Find the line containing "current.viewport = Viewport". Retype it and every line after it through the end of the entries, exactly as written, with nothing added.

# Saved entries:
====

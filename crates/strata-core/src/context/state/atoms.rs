// Copyright 2025 eraflo
//
// Licensed under the Apache License, Version 2.0 (the "License");
// you may not use this file except in compliance with the License.
// You may obtain a copy of the License at
//
//     http://www.apache.org/licenses/LICENSE-2.0
//
// Unless required by applicable law or agreed to in writing, software
// distributed under the License is distributed on an "AS IS" BASIS,
// WITHOUT WARRANTIES OR CONDITIONS OF ANY KIND, either express or implied.
// See the License for the specific language governing permissions and
// limitations under the License.

//! Built-in state atoms and the register layouts they produce.

use super::{CurrentState, DerivedState, DirtyState, HardwareDirty, StateAtom};
use crate::renderer::api::*;

/// Words in the immediate register block.
pub const IMMEDIATE_WORDS: usize = 4;

/// Context setup emitted at the start of every batch.
pub const INVARIANT_STATE: [u32; 3] = [
    // Texture coordinate set bindings, identity.
    0x0000_3210,
    // Line stipple disabled.
    0x0000_0000,
    // Default depth scale, 1.0.
    0x3f80_0000,
];

/// The atoms every context starts with, in resolution order.
pub fn builtin_atoms() -> Vec<Box<dyn StateAtom>> {
    vec![
        Box::new(VertexLayoutAtom),
        Box::new(ImmediateAtom),
        Box::new(DynamicAtom),
        Box::new(FramebufferAtom),
        Box::new(SamplersAtom),
        Box::new(ProgramAtom),
        Box::new(ConstantsAtom),
    ]
}

fn pack_u16(low: u32, high: u32) -> u32 {
    (low & 0xffff) | ((high & 0xffff) << 16)
}

fn pack_unorm8(color: [f32; 4]) -> u32 {
    color
        .iter()
        .enumerate()
        .map(|(i, c)| ((c.clamp(0.0, 1.0) * 255.0).round() as u32) << (i * 8))
        .fold(0, |word, channel| word | channel)
}

/// Vertex format word: element count, per-vertex floats and fragment inputs.
#[derive(Debug)]
struct VertexLayoutAtom;

impl StateAtom for VertexLayoutAtom {
    fn name(&self) -> &'static str {
        "vertex_layout"
    }

    fn dependencies(&self) -> DirtyState {
        DirtyState::VERTEX_SHADER
            | DirtyState::FRAGMENT_SHADER
            | DirtyState::RASTERIZER
            | DirtyState::VERTEX_ELEMENTS
    }

    fn update(&mut self, current: &CurrentState, derived: &mut DerivedState) -> HardwareDirty {
        let elements = &current.vertex_elements;
        let vertex_size: usize = elements.iter().map(|e| e.format.components()).sum();
        let varyings = current
            .fragment_shader
            .as_ref()
            .map_or(0, |program| program.num_varyings);
        let point_size = u32::from(current.rasterizer.point_size != 1.0);

        derived.vertex_size = vertex_size;
        derived.immediate[0] = (elements.len() as u32 & 0xf)
            | ((vertex_size as u32 & 0xff) << 4)
            | ((varyings & 0xff) << 12)
            | (point_size << 20);
        HardwareDirty::IMMEDIATE
    }
}

/// Rasterizer, depth/stencil and blend registers.
#[derive(Debug)]
struct ImmediateAtom;

impl StateAtom for ImmediateAtom {
    fn name(&self) -> &'static str {
        "immediate"
    }

    fn dependencies(&self) -> DirtyState {
        DirtyState::RASTERIZER
            | DirtyState::BLEND
            | DirtyState::DEPTH_STENCIL
            | DirtyState::VERTEX_ELEMENTS
    }

    fn update(&mut self, current: &CurrentState, derived: &mut DerivedState) -> HardwareDirty {
        let raster = &current.rasterizer;
        derived.immediate[1] = raster.cull_mode as u32
            | (raster.front_face as u32) << 2
            | (raster.polygon_mode as u32) << 3
            | u32::from(raster.flatshade) << 5
            | (((raster.line_width * 2.0) as u32 & 0xf) << 6)
            | (((raster.point_size as u32).min(0x1ff)) << 10);

        let ds = &current.depth_stencil;
        derived.immediate[2] = u32::from(ds.depth_test_enabled)
            | u32::from(ds.depth_write_enabled) << 1
            | (ds.depth_compare as u32) << 2
            | u32::from(ds.stencil_enabled) << 5
            | (ds.stencil_front.compare as u32) << 6
            | (ds.stencil_front.fail_op as u32) << 9
            | (ds.stencil_front.depth_fail_op as u32) << 12
            | (ds.stencil_front.depth_pass_op as u32) << 15
            | u32::from(ds.stencil_write_mask) << 18;

        let blend = &current.blend;
        derived.immediate[3] = u32::from(blend.enabled)
            | (blend.color.src_factor as u32) << 1
            | (blend.color.dst_factor as u32) << 4
            | (blend.color.operation as u32) << 7
            | (blend.alpha.src_factor as u32) << 10
            | (blend.alpha.dst_factor as u32) << 13
            | (blend.alpha.operation as u32) << 16
            | u32::from(blend.write_mask.bits()) << 19;

        HardwareDirty::IMMEDIATE
    }
}

/// Blend color, stencil reference and read mask, scissor and viewport.
///
/// The scissor's far edge saturates instead of wrapping.
#[derive(Debug)]
struct DynamicAtom;

impl StateAtom for DynamicAtom {
    fn name(&self) -> &'static str {
        "dynamic"
    }

    fn dependencies(&self) -> DirtyState {
        DirtyState::BLEND_COLOR
            | DirtyState::STENCIL_REF
            | DirtyState::DEPTH_STENCIL
            | DirtyState::SCISSOR
            | DirtyState::VIEWPORT
            | DirtyState::RASTERIZER
    }

    fn update(&mut self, current: &CurrentState, derived: &mut DerivedState) -> HardwareDirty {
        let ds = &current.depth_stencil;
        let scissor = &current.scissor;
        let viewport = &current.viewport;

        derived.dynamic = vec![
            pack_unorm8(current.blend_color),
            u32::from(current.stencil_ref) | u32::from(ds.stencil_read_mask) << 8,
            u32::from(current.rasterizer.scissor_enabled),
            pack_u16(scissor.x, scissor.y),
            pack_u16(
                scissor.x.saturating_add(scissor.width),
                scissor.y.saturating_add(scissor.height),
            ),
            viewport.x.to_bits(),
            viewport.y.to_bits(),
            viewport.width.to_bits(),
            viewport.height.to_bits(),
        ];
        HardwareDirty::DYNAMIC
    }
}

/// Render target description: one word of counts, the draw rectangle, then
/// `[id, pitch, format]` per attachment with the depth/stencil one last.
#[derive(Debug)]
struct FramebufferAtom;

impl StateAtom for FramebufferAtom {
    fn name(&self) -> &'static str {
        "framebuffer"
    }

    fn dependencies(&self) -> DirtyState {
        DirtyState::FRAMEBUFFER
    }

    fn update(&mut self, current: &CurrentState, derived: &mut DerivedState) -> HardwareDirty {
        let fb = &current.framebuffer;
        let mut words = vec![
            fb.color_count() as u32 | u32::from(fb.depth_stencil().is_some()) << 8,
            pack_u16(fb.width(), fb.height()),
        ];
        for surface in fb.colors().chain(fb.depth_stencil()) {
            words.extend([surface.id.0 as u32, surface.pitch(), surface.format as u32]);
        }
        derived.static_state = words;
        HardwareDirty::STATIC
    }
}

/// Sampler registers and the texture maps of the sampler views.
#[derive(Debug)]
struct SamplersAtom;

impl StateAtom for SamplersAtom {
    fn name(&self) -> &'static str {
        "samplers"
    }

    fn dependencies(&self) -> DirtyState {
        DirtyState::SAMPLER | DirtyState::SAMPLER_VIEW
    }

    fn update(&mut self, current: &CurrentState, derived: &mut DerivedState) -> HardwareDirty {
        let mut sampler = vec![current.samplers.len() as u32];
        for state in &current.samplers {
            sampler.push(
                state.min_filter as u32
                    | (state.mag_filter as u32) << 2
                    | (state.address_u as u32) << 4
                    | (state.address_v as u32) << 7,
            );
            sampler.push(state.lod_bias.to_bits());
        }

        let mut map = vec![current.sampler_views.len() as u32];
        for view in &current.sampler_views {
            map.extend([
                view.id.0 as u32,
                pack_u16(view.width, view.height),
                view.format as u32,
            ]);
        }

        derived.sampler = sampler;
        derived.map = map;
        HardwareDirty::SAMPLER | HardwareDirty::MAP
    }
}

/// The fragment program words, empty when no fragment shader is bound.
#[derive(Debug)]
struct ProgramAtom;

impl StateAtom for ProgramAtom {
    fn name(&self) -> &'static str {
        "program"
    }

    fn dependencies(&self) -> DirtyState {
        DirtyState::FRAGMENT_SHADER
    }

    fn update(&mut self, current: &CurrentState, derived: &mut DerivedState) -> HardwareDirty {
        derived.program = current
            .fragment_shader
            .as_ref()
            .map(|program| program.words.to_vec())
            .unwrap_or_default();
        HardwareDirty::PROGRAM
    }
}

/// Fragment constants as raw float bits, preceded by their count.
#[derive(Debug)]
struct ConstantsAtom;

impl StateAtom for ConstantsAtom {
    fn name(&self) -> &'static str {
        "constants"
    }

    fn dependencies(&self) -> DirtyState {
        DirtyState::FRAGMENT_CONSTANTS | DirtyState::FRAGMENT_SHADER
    }

    fn update(&mut self, current: &CurrentState, derived: &mut DerivedState) -> HardwareDirty {
        let constants = current.constants(ShaderStage::Fragment);
        let mut words = Vec::with_capacity(1 + constants.len() * CONSTANT_COMPONENTS);
        words.push(constants.len() as u32);
        words.extend_from_slice(bytemuck::cast_slice(constants));
        derived.constants = words;
        HardwareDirty::CONSTANTS
    }
}

#[cfg(test)]
mod tests {
    use super::*;
    use approx::assert_relative_eq;
    use std::sync::Arc;

    fn run(atom: &mut dyn StateAtom, current: &CurrentState) -> (DerivedState, HardwareDirty) {
        let mut derived = DerivedState::default();
        let produced = atom.update(current, &mut derived);
        (derived, produced)
    }

    #[test]
    fn vertex_layout_counts_floats_per_vertex() {
        let mut current = CurrentState::default();
        current.vertex_elements = vec![
            VertexElement {
                slot: 0,
                offset: 0,
                format: VertexFormat::Float32x3,
            },
            VertexElement {
                slot: 0,
                offset: 12,
                format: VertexFormat::Unorm8x4,
            },
        ];
        current.fragment_shader = Some(ShaderProgram::new(None, &[1, 2], 3));

        let (derived, produced) = run(&mut VertexLayoutAtom, &current);
        assert_eq!(produced, HardwareDirty::IMMEDIATE);
        assert_eq!(derived.vertex_size, 7);
        assert_eq!(derived.immediate[0] & 0xf, 2);
        assert_eq!((derived.immediate[0] >> 12) & 0xff, 3);
    }

    #[test]
    fn framebuffer_describes_every_attachment() {
        let color = Surface::new(SurfaceId(3), TextureFormat::Bgra8Unorm, 64, 32);
        let depth = Surface::new(SurfaceId(4), TextureFormat::Depth16Unorm, 64, 32);
        let mut current = CurrentState::default();
        current.framebuffer =
            Framebuffer::new(64, 32, &[Arc::clone(&color)], Some(Arc::clone(&depth))).unwrap();

        let (derived, produced) = run(&mut FramebufferAtom, &current);
        assert_eq!(produced, HardwareDirty::STATIC);
        assert_eq!(derived.static_state[0], 1 | 1 << 8);
        assert_eq!(derived.static_state[1], 64 | 32 << 16);
        assert_eq!(&derived.static_state[2..5], &[3, 256, TextureFormat::Bgra8Unorm as u32]);
        assert_eq!(derived.static_state[5], 4);
    }

    #[test]
    fn constants_carry_float_bits() {
        let mut current = CurrentState::default();
        current.constants[ShaderStage::Fragment.index()] = vec![[0.5, 1.0, 0.0, -1.0]];

        let (derived, _) = run(&mut ConstantsAtom, &current);
        assert_eq!(derived.constants.len(), 5);
        assert_eq!(derived.constants[0], 1);
        assert_relative_eq!(f32::from_bits(derived.constants[1]), 0.5);
        assert_relative_eq!(f32::from_bits(derived.constants[4]), -1.0);
    }

    #[test]
    fn dynamic_registers_carry_the_stencil_mask_and_viewport() {
        let mut current = CurrentState::default();
        current.stencil_ref = 0x12;
        current.depth_stencil.stencil_read_mask = 0x0f;
        current.viewport = Viewport {
            x: 0.0,
            y: 0.0,
            width: 320.5,
            height: 240.0,
        };

        let (derived, produced) = run(&mut DynamicAtom, &current);
        assert_eq!(produced, HardwareDirty::DYNAMIC);
        assert_eq!(derived.dynamic[1], 0x12 | 0x0f << 8);
        assert_relative_eq!(f32::from_bits(derived.dynamic[7]), 320.5);
        assert!(DynamicAtom.dependencies().contains(DirtyState::DEPTH_STENCIL));
    }

    #[test]
    fn scissor_far_edge_saturates() {
        let mut current = CurrentState::default();
        current.scissor = ScissorRect {
            x: 0xfff0,
            y: 8,
            width: u32::MAX,
            height: 16,
        };

        let (derived, _) = run(&mut DynamicAtom, &current);
        assert_eq!(derived.dynamic[4], pack_u16(u32::MAX, 24));
    }

    #[test]
    fn missing_fragment_shader_yields_an_empty_program() {
        let (derived, produced) = run(&mut ProgramAtom, &CurrentState::default());
        assert_eq!(produced, HardwareDirty::PROGRAM);
        assert!(derived.program.is_empty());
    }

    #[test]
    fn blend_color_is_packed_as_unorm8() {
        assert_eq!(pack_unorm8([1.0, 0.0, 0.0, 1.0]), 0xff00_00ff);
        assert_eq!(pack_unorm8([2.0, -1.0, 0.5, 0.0]), 0x0080_00ff);
    }
}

====

# Problem solution:
        current.viewport = Viewport {
            x: 0.0,
            y: 0.0,
            width: 320.5,
            height: 240.0,
        };

        let (derived, produced) = run(&mut DynamicAtom, &current);
        assert_eq!(produced, HardwareDirty::DYNAMIC);
        assert_eq!(derived.dynamic[1], 0x12 | 0x0f << 8);
        assert_relative_eq!(f32::from_bits(derived.dynamic[7]), 320.5);
        assert!(DynamicAtom.dependencies().contains(DirtyState::DEPTH_STENCIL));
    }

    #[test]
    fn scissor_far_edge_saturates() {
        let mut current = CurrentState::default();
        current.scissor = ScissorRect {
            x: 0xfff0,
            y: 8,
            width: u32::MAX,
            height: 16,
        };

        let (derived, _) = run(&mut DynamicAtom, &current);
        assert_eq!(derived.dynamic[4], pack_u16(u32::MAX, 24));
    }

    #[test]
    fn missing_fragment_shader_yields_an_empty_program() {
        let (derived, produced) = run(&mut ProgramAtom, &CurrentState::default());
        assert_eq!(produced, HardwareDirty::PROGRAM);
        assert!(derived.program.is_empty());
    }

    #[test]
    fn blend_color_is_packed_as_unorm8() {
        assert_eq!(pack_unorm8([1.0, 0.0, 0.0, 1.0]), 0xff00_00ff);
        assert_eq!(pack_unorm8([2.0, -1.0, 0.5, 0.0]), 0x0080_00ff);
    }
}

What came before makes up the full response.